It speeds up as it falls towards the ground.
Or if you're in a car, the braking force will act on it to slow it down and cause it to decelerate.
So in that picture there, we've got a car trying to decelerate as it goes around the curve.
Let's check if you understand about acceleration and deceleration.
I've got a large round stone and it's rolled down a steep slope.
And there is a marker flag positioned on that slope every 10 metres.
And you can see there in the diagram O, X, Y and Z.
And what I'd like you to do is decide which of those statements are correct.
We've got four statements there, A, B, C, and D.
So pause the video, read through those statements, decide which are correct, and then restart, please.
Welcome back.
Hopefully you selected all of them.
All of those statements are correct.
The velocity X is greater than velocity O, velocity Y is greater than velocity X, and velocity Z is greater than Y, and Z is greater than velocity O.

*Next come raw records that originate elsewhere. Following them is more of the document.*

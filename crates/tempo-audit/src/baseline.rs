//! Baseline thresholds and regression detection.
//!
//! A [`BaselineMetrics`] document describes the precision contract per action
//! kind. Comparing it against a [`KindStats`] aggregate yields a
//! [`BaselineVerdict`] listing every threshold that was exceeded. Verdicts are
//! reported, never enforced: nothing here can stop an action from running.

use std::collections::BTreeMap;
use std::fmt;
use std::path::Path;

use serde::{Deserialize, Serialize};
use tracing::warn;

use crate::error::{AuditError, AuditResult};
use crate::sample::ActionKind;
use crate::stats::{KindStats, VarianceStats};

/// Limits for one action kind.
#[derive(Debug, Clone, Copy, PartialEq, Serialize, Deserialize)]
#[serde(default)]
pub struct KindThresholds {
    /// Maximum acceptable mean |variance|.
    pub max_mean_abs_variance_ms: f64,
    /// Maximum acceptable single |variance|.
    pub max_abs_variance_ms: u64,
    /// Maximum acceptable outlier fraction (0.0 to 1.0).
    pub max_outlier_rate: f64,
    /// Maximum acceptable double-fires.
    pub max_double_fires: u64,
    /// Maximum acceptable fizzles.
    pub max_fizzles: u64,
}

impl Default for KindThresholds {
    /// The ±25ms-class contract: mean within 25ms, no single sample beyond
    /// two ticks, at most 1% outliers, and no double-fires.
    fn default() -> Self {
        Self {
            max_mean_abs_variance_ms: 25.0,
            max_abs_variance_ms: 100,
            max_outlier_rate: 0.01,
            max_double_fires: 0,
            max_fizzles: u64::MAX,
        }
    }
}

/// Baseline document loaded from configuration.
#[derive(Debug, Clone, PartialEq, Serialize, Deserialize)]
#[serde(default)]
pub struct BaselineMetrics {
    /// Thresholds applied to kinds without an override.
    pub default: KindThresholds,
    /// Per-kind overrides.
    pub kinds: BTreeMap<ActionKind, KindThresholds>,
    /// Kinds with fewer samples than this are reported as insufficient.
    pub min_samples: u64,
}

impl Default for BaselineMetrics {
    fn default() -> Self {
        Self {
            default: KindThresholds::default(),
            kinds: BTreeMap::new(),
            min_samples: 1,
        }
    }
}

impl BaselineMetrics {
    /// Loads a baseline from a JSON file.
    ///
    /// # Errors
    ///
    /// Returns [`AuditError::BaselineIo`] if the file cannot be read and
    /// [`AuditError::BaselineParse`] if it is not a valid baseline document.
    pub fn load(path: impl AsRef<Path>) -> AuditResult<Self> {
        let path = path.as_ref();
        let text = std::fs::read_to_string(path).map_err(|source| AuditError::BaselineIo {
            path: path.to_path_buf(),
            source,
        })?;
        serde_json::from_str(&text).map_err(|source| AuditError::BaselineParse {
            path: path.to_path_buf(),
            source,
        })
    }

    /// Thresholds in force for `kind`.
    #[must_use]
    pub fn thresholds(&self, kind: ActionKind) -> &KindThresholds {
        self.kinds.get(&kind).unwrap_or(&self.default)
    }

    /// Compares an aggregate against this baseline.
    ///
    /// Every regressed kind is also logged at `warn`.
    #[must_use]
    pub fn compare(&self, stats: &KindStats) -> BaselineVerdict {
        let kinds: Vec<KindVerdict> = ActionKind::ALL
            .iter()
            .map(|&kind| self.compare_kind(kind, stats.get(kind)))
            .collect();

        for verdict in kinds.iter().filter(|v| v.status == VerdictStatus::Regressed) {
            for finding in &verdict.findings {
                warn!(kind = %verdict.kind, %finding, "timing baseline regression");
            }
        }

        let passed = kinds.iter().all(|v| v.status != VerdictStatus::Regressed);
        BaselineVerdict { passed, kinds }
    }

    #[allow(clippy::cast_precision_loss)]
    fn compare_kind(&self, kind: ActionKind, stats: &VarianceStats) -> KindVerdict {
        if stats.count < self.min_samples.max(1) {
            return KindVerdict {
                kind,
                status: VerdictStatus::Insufficient,
                findings: Vec::new(),
            };
        }

        let limits = self.thresholds(kind);
        let mut findings = Vec::new();
        let mut check = |metric: Metric, observed: f64, limit: f64| {
            if observed > limit {
                findings.push(Finding {
                    metric,
                    observed,
                    limit,
                });
            }
        };

        check(
            Metric::MeanAbsVariance,
            stats.mean_abs_ms(),
            limits.max_mean_abs_variance_ms,
        );
        check(
            Metric::MaxAbsVariance,
            stats.max_abs as f64,
            limits.max_abs_variance_ms as f64,
        );
        check(Metric::OutlierRate, stats.outlier_rate(), limits.max_outlier_rate);
        check(
            Metric::DoubleFires,
            stats.double_fires as f64,
            limits.max_double_fires as f64,
        );
        check(Metric::Fizzles, stats.fizzles as f64, limits.max_fizzles as f64);

        let status = if findings.is_empty() {
            VerdictStatus::Pass
        } else {
            VerdictStatus::Regressed
        };
        KindVerdict {
            kind,
            status,
            findings,
        }
    }
}

/// Which aggregate a finding refers to.
#[derive(Debug, Clone, Copy, PartialEq, Eq, Serialize, Deserialize)]
#[serde(rename_all = "snake_case")]
pub enum Metric {
    /// Mean |variance|.
    MeanAbsVariance,
    /// Max |variance|.
    MaxAbsVariance,
    /// Outlier fraction.
    OutlierRate,
    /// Double-fire count.
    DoubleFires,
    /// Fizzle count.
    Fizzles,
}

impl fmt::Display for Metric {
    fn fmt(&self, f: &mut fmt::Formatter<'_>) -> fmt::Result {
        match self {
            Self::MeanAbsVariance => write!(f, "mean |variance|"),
            Self::MaxAbsVariance => write!(f, "max |variance|"),
            Self::OutlierRate => write!(f, "outlier rate"),
            Self::DoubleFires => write!(f, "double-fires"),
            Self::Fizzles => write!(f, "fizzles"),
        }
    }
}

/// One exceeded threshold.
#[derive(Debug, Clone, Copy, PartialEq, Serialize, Deserialize)]
pub struct Finding {
    /// Metric that regressed.
    pub metric: Metric,
    /// Observed value.
    pub observed: f64,
    /// Limit from the baseline.
    pub limit: f64,
}

impl fmt::Display for Finding {
    fn fmt(&self, f: &mut fmt::Formatter<'_>) -> fmt::Result {
        write!(f, "{} {:.3} > {:.3}", self.metric, self.observed, self.limit)
    }
}

/// Outcome for one kind.
#[derive(Debug, Clone, Copy, PartialEq, Eq, Serialize, Deserialize)]
#[serde(rename_all = "snake_case")]
pub enum VerdictStatus {
    /// Within all thresholds.
    Pass,
    /// At least one threshold exceeded.
    Regressed,
    /// Too few samples to judge.
    Insufficient,
}

impl fmt::Display for VerdictStatus {
    fn fmt(&self, f: &mut fmt::Formatter<'_>) -> fmt::Result {
        match self {
            Self::Pass => write!(f, "PASS"),
            Self::Regressed => write!(f, "REGRESSED"),
            Self::Insufficient => write!(f, "n/a"),
        }
    }
}

/// Per-kind verdict.
#[derive(Debug, Clone, PartialEq, Serialize, Deserialize)]
pub struct KindVerdict {
    /// Action kind.
    pub kind: ActionKind,
    /// Outcome.
    pub status: VerdictStatus,
    /// Exceeded thresholds (empty unless regressed).
    pub findings: Vec<Finding>,
}

/// Result of a baseline comparison.
#[derive(Debug, Clone, PartialEq, Serialize, Deserialize)]
pub struct BaselineVerdict {
    /// True when no kind regressed.
    pub passed: bool,
    /// One verdict per kind, in processing order.
    pub kinds: Vec<KindVerdict>,
}

impl BaselineVerdict {
    /// Verdict for one kind.
    #[must_use]
    pub fn kind(&self, kind: ActionKind) -> Option<&KindVerdict> {
        self.kinds.iter().find(|v| v.kind == kind)
    }
}
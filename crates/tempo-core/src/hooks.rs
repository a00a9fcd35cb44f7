//! Host-facing hook interface.
//!
//! The host calls [`TimingHooks`] at four lifecycle points. Two
//! implementations exist:
//!
//! - [`crate::TimingModule`] handles calls synchronously on the caller's
//!   thread.
//! - [`HookRegistration`] queues calls for a [`crate::PulseDriver`] thread,
//!   which applies them at the next tick boundary. Dropping the registration
//!   detaches it; once the driver is gone every hook reports
//!   [`HookOutcome::Native`].

use serde::{Deserialize, Serialize};
use std::sync::mpsc::Sender;

use crate::action::ActionDescriptor;
use crate::actor::ActorId;
use crate::dispatch::Acceptance;
use crate::routines::{RejectReason, ResolutionOutcome};

/// Result of an action request.
#[derive(Debug, Clone, Copy, PartialEq, Eq, Serialize, Deserialize)]
pub enum HookOutcome {
    /// The engine is not handling this; the host uses its native path.
    Native,
    /// Queued for the next tick boundary; the outcome is reported through
    /// [`crate::routines::HostEffects`].
    Queued,
    /// Accepted and armed.
    Accepted(Acceptance),
    /// Refused.
    Rejected(RejectReason),
}

impl HookOutcome {
    /// True if the engine took ownership of the action.
    #[must_use]
    pub const fn is_handled(&self) -> bool {
        !matches!(self, Self::Native)
    }
}

/// Lifecycle callbacks the host invokes.
pub trait TimingHooks {
    /// An actor asks to perform an action.
    fn on_action_requested(&mut self, actor: ActorId, action: ActionDescriptor) -> HookOutcome;

    /// The host resolved an action out of band (e.g. through its own damage
    /// pipeline) and reports whether the resource was consumed.
    fn on_action_resolved(&mut self, actor: ActorId, action: ActionDescriptor, outcome: ResolutionOutcome);

    /// The actor entered timing control (combat start, login).
    fn on_actor_entered_timing(&mut self, actor: ActorId);

    /// The actor left timing control (death, logout); pending actions are cancelled.
    fn on_actor_left_timing(&mut self, actor: ActorId);
}

/// A hook call waiting for the tick boundary.
#[derive(Debug, Clone, Copy, PartialEq, Eq, Serialize, Deserialize)]
pub enum HostEvent {
    /// See [`TimingHooks::on_action_requested`].
    ActionRequested {
        /// Requesting actor.
        actor: ActorId,
        /// Requested action.
        action: ActionDescriptor,
    },
    /// See [`TimingHooks::on_action_resolved`].
    ActionResolved {
        /// Actor.
        actor: ActorId,
        /// Resolved action.
        action: ActionDescriptor,
        /// Outcome.
        outcome: ResolutionOutcome,
    },
    /// See [`TimingHooks::on_actor_entered_timing`].
    ActorEntered(ActorId),
    /// See [`TimingHooks::on_actor_left_timing`].
    ActorLeft(ActorId),
}

/// Queue-backed hooks handed to the host's extension registry.
///
/// Cheap to clone; each clone feeds the same driver.
#[derive(Debug, Clone)]
pub struct HookRegistration {
    tx: Sender<HostEvent>,
}

impl HookRegistration {
    pub(crate) fn new(tx: Sender<HostEvent>) -> Self {
        Self { tx }
    }

    /// Queues an event. Returns false if the driver is gone.
    pub fn send(&self, event: HostEvent) -> bool {
        self.tx.send(event).is_ok()
    }
}

impl TimingHooks for HookRegistration {
    fn on_action_requested(&mut self, actor: ActorId, action: ActionDescriptor) -> HookOutcome {
        if self.send(HostEvent::ActionRequested { actor, action }) {
            HookOutcome::Queued
        } else {
            HookOutcome::Native
        }
    }

    fn on_action_resolved(&mut self, actor: ActorId, action: ActionDescriptor, outcome: ResolutionOutcome) {
        self.send(HostEvent::ActionResolved { actor, action, outcome });
    }

    fn on_actor_entered_timing(&mut self, actor: ActorId) {
        self.send(HostEvent::ActorEntered(actor));
    }

    fn on_actor_left_timing(&mut self, actor: ActorId) {
        self.send(HostEvent::ActorLeft(actor));
    }
}

#[cfg(test)]
mod tests {
    use super::*;
    use std::sync::mpsc;

    #[test]
    fn test_registration_queues_events() {
        let (tx, rx) = mpsc::channel();
        let mut hooks = HookRegistration::new(tx);
        let swing = ActionDescriptor::swing(3);

        assert_eq!(hooks.on_action_requested(ActorId::new(1), swing), HookOutcome::Queued);
        hooks.on_actor_left_timing(ActorId::new(1));

        let events: Vec<_> = rx.try_iter().collect();
        assert_eq!(
            events,
            vec![
                HostEvent::ActionRequested {
                    actor: ActorId::new(1),
                    action: swing
                },
                HostEvent::ActorLeft(ActorId::new(1)),
            ]
        );
    }

    #[test]
    fn test_detached_registration_reports_native() {
        let (tx, rx) = mpsc::channel();
        let mut hooks = HookRegistration::new(tx);
        drop(rx);
        let outcome = hooks.on_action_requested(ActorId::new(1), ActionDescriptor::swing(3));
        assert_eq!(outcome, HookOutcome::Native);
        assert!(!outcome.is_handled());
    }
}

The stone's getting faster as it rolls downhill, it's accelerating.
So it's velocity is increasing at each stage O, X, Y, and Z.
Well done if you selected them all.
Now we're gonna look at our first example of an equation.
And this is an equation for the average velocity and update.
So when an object's travelling in the straight line between two points, we've got an equation for the average velocity and it's equal to the distance between the points divided by the time it takes the move between the points.
So we can write that out as special like this.
In symbols, it's much shorter, we can write it out v equals s divided by t.
And throughout this lesson we're gonna be mainly using symbols as it's much shorter and quicker to write.
So we'll define those properly.
We've got average velocity, v, measured in metres per second.
Distance, s, measured in metres.
And time, t, measured in seconds.
Okay, it's time for the first check now.
What I'd like you to do is to calculate an average velocity for me.
I've got a fire engine travelling nine kilometres north in 15 minutes.
I want you to calculate the average velocity of the fire engine.
And this question involves converting time units and distance units.
So I'd like you to pause the video, work out your answer, and then restart, please.
Welcome back.
Hopefully you selected 10 metres per second north and the way we work that out is what we can write up the equation velocity equal distance divided a time or v equals s divided by t.
What we've also got to make sure we convert those distances into metres, so that's nine times 1000 metres.
And the time, we need to convert that into seconds, so it's 15 minutes each of which 60 seconds.
So that gives us a final answer of 10 metres per second.
Well done if you've got that.
In this lesson we're just going to be looking at objects that accelerate uniformly, and by uniformly, I mean a constant acceleration.
If we saw that type of acceleration on a velocity time graph like this, then it would look something like this.
We've got a low uniform acceleration there.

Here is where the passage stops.